Tuesday, 25 May 2021 17:55

Start recording your fert usage

Written by  Nigel Malthus
Phil Barlow, product manager for Ravensdown's HawkEye tool, presents management tips on achieving nitrogen caps during the recent autumn Focus Day at the Lincoln University Demonstration Dairy Farm. Phil Barlow, product manager for Ravensdown's HawkEye tool, presents management tips on achieving nitrogen caps during the recent autumn Focus Day at the Lincoln University Demonstration Dairy Farm.

Farmers need to start now keeping accurate and detailed records of their fertiliser use to meet new pastoral nitrogen limits, says Ravensdown’s Phil Barlow.

Speaking at the recent Autumn Focus Day at the Lincoln University Demonstration Dairy Farm (LUDF), Barlow said the nitrogen rules from the central Government’s freshwater package basically come down to farmers keeping reliable records of what they are buying and spreading on the land.

He urged them to start now, using whatever software package they had available.

“You can manually record but just make sure you start recording it.”

Barlow said that while Ravensdown and its competitors could provide details of what’s been supplied, farm operators needed to know what’s been applied and will be the ones responsible for providing records to their regional councils for the year starting July 1.

If there were mismatches between what’s supplied and what’s recorded as being applied “the environmental agencies are going to be on your back a bit,” said Barlow.

“Run the occasional nutrient report from whatever system you’re using, to make sure that you’re matching up what you think is happening.”

Barlow said soil testing for fertility would be a good place to start because it could allow farmers to pull back on fertiliser use in some paddocks versus others that may need a bit more.

It was also important for farmers who do not think they can meet the limitations to apply for a resource consent as soon as possible.

“You’re probably leaving your run a little bit late but that’s a really key thing and there’ll be people in that boat, probably in Canterbury and maybe North Otago a little bit.”

The product manager for Ravensdown’s HawkEye fertiliser management software, Barlow said that through HawkeEye the orders go in a file to the spreader units so that they can only spread the required fertiliser where it is meant to go. It is then reconciled back into the system automatically.

“This captured data then feeds into the reporting of the nutrients for your farm, it’s automated and that’s the data that will get fed through to the councils when they start looking at that 190 per hectare of the farm.”

Although HawkEye has been around for about four years already, it was coming into its own with the increased need for close monitoring of fertiliser use, and particularly with the coming 190kg limit.

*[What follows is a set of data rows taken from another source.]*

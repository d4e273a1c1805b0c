// SPDX-License-Identifier: BUSL-1.1
// Copyright (c) 2026 Alfred Jean LLC

//! ICARUS orchestrator daemon entry point.

use anyhow::Context;
use clap::Parser;
use icarus_daemon::config::Config;
use icarus_daemon::lifecycle;
use std::path::PathBuf;

#[derive(Parser)]
#[command(name = "icarus-daemon", version, about = "ICARUS orchestrator + sentinel control plane")]
struct Args {
    /// Path to the YAML configuration file.
    #[arg(long, default_value = "config.yaml")]
    config: PathBuf,

    /// State directory (WAL, snapshots, pid file).
    #[arg(long)]
    state_dir: Option<PathBuf>,
}

#[tokio::main]
async fn main() -> anyhow::Result<()> {
    tracing_subscriber::fmt()
        .with_env_filter(
            tracing_subscriber::EnvFilter::try_from_default_env()
                .unwrap_or_else(|_| tracing_subscriber::EnvFilter::new("info")),
        )
        .init();

    let args = Args::parse();

    // Configuration and store availability are subsystem-fatal: refuse to
    // start with a non-zero exit and an explanatory message.
    let config = Config::load(&args.config)
        .with_context(|| format!("invalid configuration at {}", args.config.display()))?;

    let state_dir = match args.state_dir {
        Some(dir) => dir,
        None => lifecycle::default_state_dir().context("no usable state directory")?,
    };

    lifecycle::run(config, state_dir).await.context("orchestrator failed")?;
    Ok(())
}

Barlow said about a quarter of Ravensdown fertiliser sales already go through the HawkEye system.

He used the LUDF Focus Day to unveil a couple of new features of HawkEye now in development, one being a colour heat-map presentation of N use across the farm and the other a graphical representation. Other reporting tools were in the pipeline.

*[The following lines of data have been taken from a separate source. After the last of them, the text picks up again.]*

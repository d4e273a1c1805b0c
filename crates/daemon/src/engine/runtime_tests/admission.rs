// SPDX-License-Identifier: BUSL-1.1
// Copyright (c) 2026 Alfred Jean LLC

use crate::engine::test_helpers::*;
use crate::engine::EngineError;
use icarus_core::{AdmissionLevel, JobStatus};

#[tokio::test]
async fn admits_up_to_max_concurrent() {
    let mut ctx = setup_with(|c| c.orchestrator.max_concurrent_jobs = 2);

    let a = ctx.submit("t1").await;
    let b = ctx.submit("t2").await;
    let c = ctx.submit("t3").await;

    assert_eq!(ctx.status(&a), JobStatus::Building);
    assert_eq!(ctx.status(&b), JobStatus::Building);
    assert_eq!(ctx.status(&c), JobStatus::Pending);

    // The bounded-parallelism invariant holds
    assert!(ctx.engine.state.lock().active_count() <= 2);
}

#[tokio::test]
async fn freed_slot_admits_oldest_pending_first() {
    let mut ctx = setup_with(|c| c.orchestrator.max_concurrent_jobs = 1);

    let t1 = ctx.submit("t1").await;
    let t2 = ctx.submit("t2").await;
    let t3 = ctx.submit("t3").await;

    assert_eq!(ctx.status(&t1), JobStatus::Building);
    assert_eq!(ctx.status(&t2), JobStatus::Pending);
    assert_eq!(ctx.status(&t3), JobStatus::Pending);

    // t1 runs its pipeline; the slot stays occupied through build+check
    ctx.worker_completed(&t1, None).await;
    assert_eq!(ctx.status(&t1), JobStatus::Checking);
    assert_eq!(ctx.status(&t2), JobStatus::Pending);

    // Entering awaiting_approval leaves the active set and frees the slot
    ctx.worker_completed(&t1, Some(serde_json::json!({"summary": "ok"}))).await;
    assert_eq!(ctx.status(&t1), JobStatus::AwaitingApproval);
    assert_eq!(ctx.status(&t2), JobStatus::Building);
    assert_eq!(ctx.status(&t3), JobStatus::Pending);

    // t2 fails; t3 (the only remaining pending job) is admitted next
    ctx.worker_errored(&t2, "boom").await;
    assert_eq!(ctx.status(&t2), JobStatus::Failed);
    assert_eq!(ctx.status(&t3), JobStatus::Building);
}

#[tokio::test]
async fn red_level_defers_admission() {
    let mut ctx = setup();
    ctx.set_level(AdmissionLevel::Red).await;

    let job = ctx.submit("t1").await;
    assert_eq!(ctx.status(&job), JobStatus::Pending);

    // Deferral is not an error; the job admits when the level clears
    ctx.set_level(AdmissionLevel::Green).await;
    assert_eq!(ctx.status(&job), JobStatus::Building);
}

#[tokio::test]
async fn yellow_level_still_admits() {
    let mut ctx = setup();
    ctx.set_level(AdmissionLevel::Yellow).await;

    let job = ctx.submit("t1").await;
    assert_eq!(ctx.status(&job), JobStatus::Building);
}

#[tokio::test]
async fn saturated_submission_refused_when_opted_in() {
    let mut ctx = setup_with(|c| {
        c.orchestrator.max_concurrent_jobs = 1;
        c.orchestrator.refuse_when_saturated = true;
    });
    ctx.set_level(AdmissionLevel::Red).await;
    ctx.submit("t1").await;

    let result = ctx
        .engine
        .submit("t2".to_string(), std::path::PathBuf::from("/tmp/project"))
        .await;
    assert_eq!(result.unwrap_err(), EngineError::Saturated);
}

#[tokio::test]
async fn empty_task_is_rejected() {
    let mut ctx = setup();
    let result = ctx.engine.submit(String::new(), std::path::PathBuf::from("/tmp/p")).await;
    assert!(matches!(result, Err(EngineError::InvalidRequest(_))));
}

#[tokio::test]
async fn task_at_max_length_is_accepted() {
    let mut ctx = setup();
    let task = "x".repeat(icarus_core::MAX_TASK_LEN);
    let job = ctx.engine.submit(task, std::path::PathBuf::from("/tmp/p")).await.unwrap();
    ctx.settle().await;
    assert_eq!(ctx.status(&job), JobStatus::Building);

    let too_long = "x".repeat(icarus_core::MAX_TASK_LEN + 1);
    let result = ctx.engine.submit(too_long, std::path::PathBuf::from("/tmp/p")).await;
    assert!(matches!(result, Err(EngineError::InvalidRequest(_))));
}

“We’re looking at mobile apps to capture data as well to make life a bit easier when you’re out in the field and offline potentially.”

Delivering Data

Ravensdown's developers were about to meet with ECan to discuss how HawkEye could deliver data to the council.

"We will be able to create those reports and automate them inside the system so you don't have to go digging around trying to find all of your records. It'll just be done for you. That's the plan," says Phil Barlow.

Barlow also urged farmers to keep an eye on contractors who might be tempted to get rid of excess fertiliser in the truck by spreading it in the next paddock, potentially putting that paddock over its limit.

"That's why we have these sorts of tools - so you can keep an eye on that. It'll show you as well as give you what those rates will be as you move along.

"So don't be scared to put a little bit of pressure on the spreader to do a good job."